The fact that the ICC is a Statute-centered institution means that, unlike the ad hoc tribunals, it cannot develop law autonomously under the leadership and creativity of judges who did so by making a virtue out of necessity due to the paucity of the applicable law.[79] In this sense, the ICC is more similar to a domestic court, required to punctually comply with the codified applicable law written in all aspects of its work without the possibility of challenging or amending it.[80] To function like a domestic court, however, the available law must be of equally good quality to provide clear and univocal guidance. Considering that domestic legal systems took centuries to arrive at their current content, this task appears by no means easy on the international level. While the ICC is an historical achievement, it is not void of legal problems, as shown by the difficulties encountered by its judges. It is full of ‘constructive ambiguities’ that have displaced the discussion from the political level (the drafters of the Rome Statute) to the judicial level (the judges of the ICC).[81] Unsurprisingly, some of these discussions remain alive, and cannot be solved by the judges alone as they are constrained in their interpretation to the wording employed in text of the Rome Statute, which to the point of paradox may be where the problem lays. Hence, either more leeway should expressly be given to judges to develop the law in a manner they consider fair and efficient in a uniform manner as the ad hoc tribunals sought to; or member States should directly engage in the process of amending and updating those provisions of the Statute that have generated more problems than solutions in their application.

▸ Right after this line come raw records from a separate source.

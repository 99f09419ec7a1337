// =============================================================================
// Runtime Configuration — hot-reloadable engine settings with atomic save
// =============================================================================
//
// Every tunable lives here so the engine can be reconfigured without a
// restart. Persistence uses the same atomic tmp + rename pattern the
// original config module used: every field carries `#[serde(default)]` so a
// config file missing newer fields still loads.
// =============================================================================

use std::path::Path;

use anyhow::{Context, Result};
use serde::{Deserialize, Serialize};
use tracing::info;

// =============================================================================
// Default-value helpers (required by serde `default = "..."` attribute)
// =============================================================================

fn default_sync_interval_default_sec() -> u64 {
    30
}

fn default_sync_interval_venue_tight_sec() -> u64 {
    60
}

fn default_signature_tolerance_sec() -> i64 {
    300
}

fn default_webhook_max_retries() -> u32 {
    3
}

fn default_webhook_retry_delays_sec() -> Vec<u64> {
    vec![5, 30, 120]
}

fn default_webhook_error_threshold() -> u32 {
    10
}

fn default_signal_cooldown_minutes() -> i64 {
    5
}

fn default_order_retry_max_attempts() -> u32 {
    3
}

fn default_order_retry_backoff_sec() -> Vec<u64> {
    vec![1, 2, 5]
}

fn default_idempotency_ttl_sec() -> u64 {
    60
}

fn default_daily_report_hour_utc() -> u32 {
    0
}

fn default_monitor_tick_sec() -> u64 {
    5
}

// =============================================================================
// RuntimeConfig
// =============================================================================

/// Top-level runtime configuration for the signal broadcast engine.
///
/// Every field has a serde default so older JSON configs missing new fields
/// still deserialise correctly.
#[derive(Debug, Clone, Serialize, Deserialize)]
pub struct RuntimeConfig {
    /// Default polling interval for the per-account sync loop.
    #[serde(default = "default_sync_interval_default_sec")]
    pub sync_interval_default_sec: u64,

    /// Wider minimum spacing between syncs for venues with tighter rate budgets.
    #[serde(default = "default_sync_interval_venue_tight_sec")]
    pub sync_interval_venue_tight_sec: u64,

    /// Acceptable clock skew for webhook HMAC timestamps, in seconds.
    #[serde(default = "default_signature_tolerance_sec")]
    pub signature_tolerance_sec: i64,

    /// Maximum webhook delivery attempts before giving up.
    #[serde(default = "default_webhook_max_retries")]
    pub webhook_max_retries: u32,

    /// Delay before each webhook retry attempt, indexed by attempt number.
    #[serde(default = "default_webhook_retry_delays_sec")]
    pub webhook_retry_delays_sec: Vec<u64>,

    /// Consecutive webhook failures before auto-pausing the webhook.
    #[serde(default = "default_webhook_error_threshold")]
    pub webhook_error_threshold: u32,

    /// Minimum gap between identical signals before the second is treated as
    /// a duplicate and skipped.
    #[serde(default = "default_signal_cooldown_minutes")]
    pub signal_cooldown_minutes: i64,

    /// Maximum attempts when placing an order against an exchange adapter.
    #[serde(default = "default_order_retry_max_attempts")]
    pub order_retry_max_attempts: u32,

    /// Backoff delay, in seconds, indexed by order retry attempt.
    #[serde(default = "default_order_retry_backoff_sec")]
    pub order_retry_backoff_sec: Vec<u64>,

    /// TTL for cached idempotency keys on client-initiated mutations.
    #[serde(default = "default_idempotency_ttl_sec")]
    pub idempotency_ttl_sec: u64,

    /// UTC hour at which the daily maintenance window (P&L snapshot roll,
    /// counter reset) runs.
    #[serde(default = "default_daily_report_hour_utc")]
    pub daily_report_hour_utc: u32,

    /// Tick interval for the SL/TP reconciliation monitor.
    #[serde(default = "default_monitor_tick_sec")]
    pub monitor_tick_sec: u64,
}

impl Default for RuntimeConfig {
    fn default() -> Self {
        Self {
            sync_interval_default_sec: default_sync_interval_default_sec(),
            sync_interval_venue_tight_sec: default_sync_interval_venue_tight_sec(),
            signature_tolerance_sec: default_signature_tolerance_sec(),
            webhook_max_retries: default_webhook_max_retries(),
            webhook_retry_delays_sec: default_webhook_retry_delays_sec(),
            webhook_error_threshold: default_webhook_error_threshold(),
            signal_cooldown_minutes: default_signal_cooldown_minutes(),
            order_retry_max_attempts: default_order_retry_max_attempts(),
            order_retry_backoff_sec: default_order_retry_backoff_sec(),
            idempotency_ttl_sec: default_idempotency_ttl_sec(),
            daily_report_hour_utc: default_daily_report_hour_utc(),
            monitor_tick_sec: default_monitor_tick_sec(),
        }
    }
}

impl RuntimeConfig {
    /// Load configuration from a JSON file at `path`.
    ///
    /// If the file does not exist, returns an error so the caller can fall
    /// back to defaults with a warning.
    pub fn load(path: impl AsRef<Path>) -> Result<Self> {
        let path = path.as_ref();

        let content = std::fs::read_to_string(path)
            .with_context(|| format!("failed to read runtime config from {}", path.display()))?;

        let config: Self = serde_json::from_str(&content)
            .with_context(|| format!("failed to parse runtime config from {}", path.display()))?;

        info!(path = %path.display(), "runtime config loaded");
        Ok(config)
    }

    /// Persist the current configuration to `path` using an atomic write
    /// (write to `.tmp`, then rename), so a crash mid-write never leaves a
    /// corrupt config behind.
    pub fn save(&self, path: impl AsRef<Path>) -> Result<()> {
        let path = path.as_ref();

        let content = serde_json::to_string_pretty(self)
            .context("failed to serialise runtime config to JSON")?;

        let tmp_path = path.with_extension("json.tmp");

        std::fs::write(&tmp_path, &content)
            .with_context(|| format!("failed to write tmp config to {}", tmp_path.display()))?;

        std::fs::rename(&tmp_path, path)
            .with_context(|| format!("failed to rename tmp config to {}", path.display()))?;

        info!(path = %path.display(), "runtime config saved (atomic)");
        Ok(())
    }
}

#[cfg(test)]
mod tests {
    use super::*;

    #[test]
    fn default_config_has_expected_values() {
        let cfg = RuntimeConfig::default();
        assert_eq!(cfg.sync_interval_default_sec, 30);
        assert_eq!(cfg.signature_tolerance_sec, 300);
        assert_eq!(cfg.webhook_retry_delays_sec, vec![5, 30, 120]);
        assert_eq!(cfg.idempotency_ttl_sec, 60);
        assert_eq!(cfg.monitor_tick_sec, 5);
    }

    #[test]
    fn deserialise_empty_json_uses_defaults() {
        let cfg: RuntimeConfig = serde_json::from_str("{}").unwrap();
        assert_eq!(cfg.webhook_max_retries, 3);
        assert_eq!(cfg.signal_cooldown_minutes, 5);
    }

    #[test]
    fn deserialise_partial_json_fills_defaults() {
        let json = r#"{ "monitor_tick_sec": 2 }"#;
        let cfg: RuntimeConfig = serde_json::from_str(json).unwrap();
        assert_eq!(cfg.monitor_tick_sec, 2);
        assert_eq!(cfg.sync_interval_default_sec, 30);
    }

    #[test]
    fn roundtrip_serialisation() {
        let cfg = RuntimeConfig::default();
        let json = serde_json::to_string(&cfg).unwrap();
        let cfg2: RuntimeConfig = serde_json::from_str(&json).unwrap();
        assert_eq!(cfg.sync_interval_default_sec, cfg2.sync_interval_default_sec);
        assert_eq!(cfg.webhook_retry_delays_sec, cfg2.webhook_retry_delays_sec);
    }

    #[test]
    fn save_then_load_roundtrips_via_tempfile() {
        let dir = tempfile::tempdir().unwrap();
        let path = dir.path().join("runtime_config.json");
        let cfg = RuntimeConfig::default();
        cfg.save(&path).unwrap();
        let loaded = RuntimeConfig::load(&path).unwrap();
        assert_eq!(loaded.sync_interval_default_sec, cfg.sync_interval_default_sec);
    }
}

Moreover, although a major contribution to the development of the rule of law[82] at the international level by subjecting political conduct to judicial review, the ICC remains, at its structure, a traditional States-centered institution as a result of a treaty among sovereign States and operating under the administrative supervision of the Assembly of States Parties.[83] The ICC’s political dimension, for reasons described above, while inescapable and necessary to obtain practical and economic support from States, requires suitable in-house counter-balances in terms of competence to guard the interests of the ICC as an authoritative judicial institution. This may be done by increasing the number of legal officers working in the Chambers of the ICC, currently limited to those directly working for a judge, and by ensuring that there exists a multi-layered legal secretariat within the ICC reporting to senior legal officers, capable of selecting the most qualified lawyers and keeping the best among them by offering concrete career advancements. Such a secretariat should provide full time advice and counsel and concrete assistance in drafting all documents, and be strong enough ‘to speak truth to power’ in the pursuit of the ICC’s institutional interests and culture. Similar mechanisms helped the overall performance of the ad hoc tribunals providing timely support to underperforming judges and a critical soundboard to the most dynamic ones. Granted, they may be costly, but perhaps not as costly as maintaining the status quo.

* Senior Lecturer in International Law, Department of Law, University of Modena and Reggio Emilia.
[1] Prince ZR Al Hussein et al, ‘The International Criminal Court Needs Fixing’ New Atlantic (24 April 2019) <www.atlanticcouncil.org/blogs/new-atlanticist/the-international-criminal-court-needs-fixing>. Prince ZR Al Hussein, BS Ugarte, Ch Wenaweser, T Intelman are all former Presidents of the Assembly of States Parties to the Rome Statute.
[2] See R Clements, ‘From Bureaucracy to Management: The International Criminal Court’s Internal Progress Narrative’ (2019) 32 Leiden J Intl L 149-167.
[3] See, among others, D Robinson, ‘Inescapable Dyads: Why the ICC Cannot Win‘ (2014) 28 Leiden J Intl L (2015) 323; JR Bolton, ‘The Risks and Weaknesses of the International Criminal Court from America’s Perspective’ (2001) 64 L and Contemporary Problems 167-180; D Makaza, ‘African States and International Criminal Law: Rethinking the Narrative and Contextualising the Discourse’, in J Nicholson (ed), Strengthening the Validity of International Criminal Tribunals (Brill 2018) 313-335. See also for an overview R Cryer, D Robinson, S Vasiliev, An Introduction to International Criminal Law and Procedure (4th edn, CUP 2019) 166-171; H Woolaver, ‘Withdrawal from the International Criminal Court: International and Domestic Implications’ in G Werle, A Zimmermann (eds), The International Criminal Court in Turbulent Times (Springer 2019) 23-42.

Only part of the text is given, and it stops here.